RECORDS ::
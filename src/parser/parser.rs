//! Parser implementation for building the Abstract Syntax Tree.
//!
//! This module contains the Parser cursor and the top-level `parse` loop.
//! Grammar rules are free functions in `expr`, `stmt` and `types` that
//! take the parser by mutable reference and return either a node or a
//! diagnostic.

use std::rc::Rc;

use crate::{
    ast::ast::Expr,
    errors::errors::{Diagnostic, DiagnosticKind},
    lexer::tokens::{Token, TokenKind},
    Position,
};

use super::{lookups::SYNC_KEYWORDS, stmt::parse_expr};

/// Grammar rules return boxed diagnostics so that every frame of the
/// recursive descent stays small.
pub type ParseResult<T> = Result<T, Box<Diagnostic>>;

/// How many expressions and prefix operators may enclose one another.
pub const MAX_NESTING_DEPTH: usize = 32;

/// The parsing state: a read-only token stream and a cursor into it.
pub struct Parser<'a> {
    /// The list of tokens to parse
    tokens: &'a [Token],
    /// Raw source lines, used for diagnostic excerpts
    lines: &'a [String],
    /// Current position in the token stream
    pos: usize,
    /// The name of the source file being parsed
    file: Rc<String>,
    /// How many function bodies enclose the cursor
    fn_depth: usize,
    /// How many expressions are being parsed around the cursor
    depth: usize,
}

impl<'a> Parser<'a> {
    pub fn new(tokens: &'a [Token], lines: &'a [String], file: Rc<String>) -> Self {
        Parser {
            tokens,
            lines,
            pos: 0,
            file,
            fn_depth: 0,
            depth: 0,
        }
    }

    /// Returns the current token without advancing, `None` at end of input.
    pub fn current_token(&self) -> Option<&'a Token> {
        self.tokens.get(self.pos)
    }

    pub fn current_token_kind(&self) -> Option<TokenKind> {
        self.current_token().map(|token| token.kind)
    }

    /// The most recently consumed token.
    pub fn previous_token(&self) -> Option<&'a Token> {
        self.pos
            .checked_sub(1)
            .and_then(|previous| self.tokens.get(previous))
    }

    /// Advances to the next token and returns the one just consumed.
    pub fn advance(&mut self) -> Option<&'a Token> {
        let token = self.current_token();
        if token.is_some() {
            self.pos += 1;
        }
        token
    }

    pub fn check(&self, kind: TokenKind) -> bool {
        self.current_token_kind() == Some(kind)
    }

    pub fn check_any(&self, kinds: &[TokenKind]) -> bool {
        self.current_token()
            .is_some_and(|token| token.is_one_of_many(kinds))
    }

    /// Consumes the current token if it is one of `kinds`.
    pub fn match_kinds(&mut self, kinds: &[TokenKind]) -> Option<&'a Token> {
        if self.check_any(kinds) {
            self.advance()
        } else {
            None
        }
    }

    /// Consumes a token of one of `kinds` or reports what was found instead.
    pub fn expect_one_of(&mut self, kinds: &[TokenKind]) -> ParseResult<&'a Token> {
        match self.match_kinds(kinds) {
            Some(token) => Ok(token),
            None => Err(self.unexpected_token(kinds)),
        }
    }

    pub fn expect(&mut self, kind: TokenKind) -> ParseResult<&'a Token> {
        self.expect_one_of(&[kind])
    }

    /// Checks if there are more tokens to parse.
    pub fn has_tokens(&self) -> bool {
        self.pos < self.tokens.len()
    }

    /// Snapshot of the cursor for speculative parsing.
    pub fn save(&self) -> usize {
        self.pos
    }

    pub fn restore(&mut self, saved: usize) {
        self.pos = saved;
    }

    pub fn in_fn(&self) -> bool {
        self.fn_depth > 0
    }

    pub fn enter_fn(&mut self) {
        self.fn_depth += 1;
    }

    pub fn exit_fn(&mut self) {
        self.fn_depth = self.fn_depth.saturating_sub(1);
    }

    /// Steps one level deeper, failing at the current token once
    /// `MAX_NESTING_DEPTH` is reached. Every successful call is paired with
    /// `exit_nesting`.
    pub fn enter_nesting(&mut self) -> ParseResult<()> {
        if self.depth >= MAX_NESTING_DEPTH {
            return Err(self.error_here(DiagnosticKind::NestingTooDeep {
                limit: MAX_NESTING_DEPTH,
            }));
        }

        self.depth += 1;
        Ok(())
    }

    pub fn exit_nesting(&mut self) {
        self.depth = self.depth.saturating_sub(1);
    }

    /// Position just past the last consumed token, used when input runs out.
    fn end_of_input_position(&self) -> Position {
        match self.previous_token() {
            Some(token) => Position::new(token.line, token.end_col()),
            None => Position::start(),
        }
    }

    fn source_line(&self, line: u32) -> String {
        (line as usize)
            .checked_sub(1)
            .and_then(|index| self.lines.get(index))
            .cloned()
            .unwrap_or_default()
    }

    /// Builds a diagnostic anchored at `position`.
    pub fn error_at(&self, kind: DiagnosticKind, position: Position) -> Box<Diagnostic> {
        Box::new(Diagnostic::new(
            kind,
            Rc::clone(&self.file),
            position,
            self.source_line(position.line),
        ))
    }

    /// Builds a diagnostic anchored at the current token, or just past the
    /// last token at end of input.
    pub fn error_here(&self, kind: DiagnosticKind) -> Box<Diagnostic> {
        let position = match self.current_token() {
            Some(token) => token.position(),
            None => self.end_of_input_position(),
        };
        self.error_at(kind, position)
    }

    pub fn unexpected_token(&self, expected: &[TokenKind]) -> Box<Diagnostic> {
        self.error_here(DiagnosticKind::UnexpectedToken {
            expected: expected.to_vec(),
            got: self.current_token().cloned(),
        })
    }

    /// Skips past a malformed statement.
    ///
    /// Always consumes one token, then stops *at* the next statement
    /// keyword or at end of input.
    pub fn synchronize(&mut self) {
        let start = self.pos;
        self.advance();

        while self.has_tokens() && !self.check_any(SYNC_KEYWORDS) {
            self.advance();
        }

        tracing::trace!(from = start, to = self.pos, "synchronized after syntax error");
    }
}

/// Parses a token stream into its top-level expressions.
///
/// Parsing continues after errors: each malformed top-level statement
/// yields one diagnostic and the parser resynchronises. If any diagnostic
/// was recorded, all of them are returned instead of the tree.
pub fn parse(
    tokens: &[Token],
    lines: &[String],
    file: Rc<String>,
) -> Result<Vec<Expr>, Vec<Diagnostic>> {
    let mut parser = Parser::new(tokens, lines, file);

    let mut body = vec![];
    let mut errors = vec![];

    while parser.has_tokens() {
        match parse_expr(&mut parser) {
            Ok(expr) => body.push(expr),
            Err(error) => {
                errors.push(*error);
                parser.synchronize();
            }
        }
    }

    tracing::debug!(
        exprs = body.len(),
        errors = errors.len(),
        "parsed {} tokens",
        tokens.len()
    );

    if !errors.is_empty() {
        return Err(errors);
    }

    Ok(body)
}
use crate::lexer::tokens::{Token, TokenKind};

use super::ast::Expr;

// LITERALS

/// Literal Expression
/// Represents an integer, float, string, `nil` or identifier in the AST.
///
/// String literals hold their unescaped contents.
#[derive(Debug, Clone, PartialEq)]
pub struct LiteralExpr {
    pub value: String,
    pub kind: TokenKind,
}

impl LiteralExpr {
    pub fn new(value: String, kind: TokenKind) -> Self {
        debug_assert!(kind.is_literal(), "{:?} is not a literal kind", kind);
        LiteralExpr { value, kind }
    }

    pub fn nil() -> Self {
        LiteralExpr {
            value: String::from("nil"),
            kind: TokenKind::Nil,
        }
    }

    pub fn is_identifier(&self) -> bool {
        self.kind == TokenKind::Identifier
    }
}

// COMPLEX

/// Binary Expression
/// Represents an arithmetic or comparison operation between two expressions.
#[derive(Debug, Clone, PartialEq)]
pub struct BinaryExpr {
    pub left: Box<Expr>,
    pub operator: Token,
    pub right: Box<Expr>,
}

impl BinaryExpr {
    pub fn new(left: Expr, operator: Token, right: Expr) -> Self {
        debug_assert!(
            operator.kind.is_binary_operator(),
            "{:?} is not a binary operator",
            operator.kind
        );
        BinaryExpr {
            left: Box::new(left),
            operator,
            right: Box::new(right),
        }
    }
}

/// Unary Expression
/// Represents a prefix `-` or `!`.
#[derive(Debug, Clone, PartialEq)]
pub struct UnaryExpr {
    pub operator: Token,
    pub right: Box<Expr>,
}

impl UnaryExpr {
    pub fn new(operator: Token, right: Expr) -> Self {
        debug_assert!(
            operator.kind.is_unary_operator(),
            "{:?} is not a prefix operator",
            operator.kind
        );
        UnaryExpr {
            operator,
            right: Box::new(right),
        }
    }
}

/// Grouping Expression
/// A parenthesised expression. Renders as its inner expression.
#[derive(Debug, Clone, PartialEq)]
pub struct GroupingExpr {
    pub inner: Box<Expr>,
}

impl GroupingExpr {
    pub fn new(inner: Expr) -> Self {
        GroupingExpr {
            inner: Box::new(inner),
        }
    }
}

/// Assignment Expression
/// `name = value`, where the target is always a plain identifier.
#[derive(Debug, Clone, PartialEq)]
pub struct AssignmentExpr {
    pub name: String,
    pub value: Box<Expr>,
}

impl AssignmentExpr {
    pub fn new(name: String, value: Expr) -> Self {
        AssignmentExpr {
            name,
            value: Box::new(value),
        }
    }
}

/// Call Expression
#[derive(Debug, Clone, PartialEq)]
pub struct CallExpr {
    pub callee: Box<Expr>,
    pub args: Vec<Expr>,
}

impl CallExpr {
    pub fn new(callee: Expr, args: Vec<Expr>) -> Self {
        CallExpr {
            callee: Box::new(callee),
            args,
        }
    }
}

WHAT THE TASK ASKS ::
Filter the listing above, keeping only the lines with "instead".

SOLUTION TO THIS EXERCISE ::
    /// Consumes a token of one of `kinds` or reports what was found instead.
/// was recorded, all of them are returned instead of the tree.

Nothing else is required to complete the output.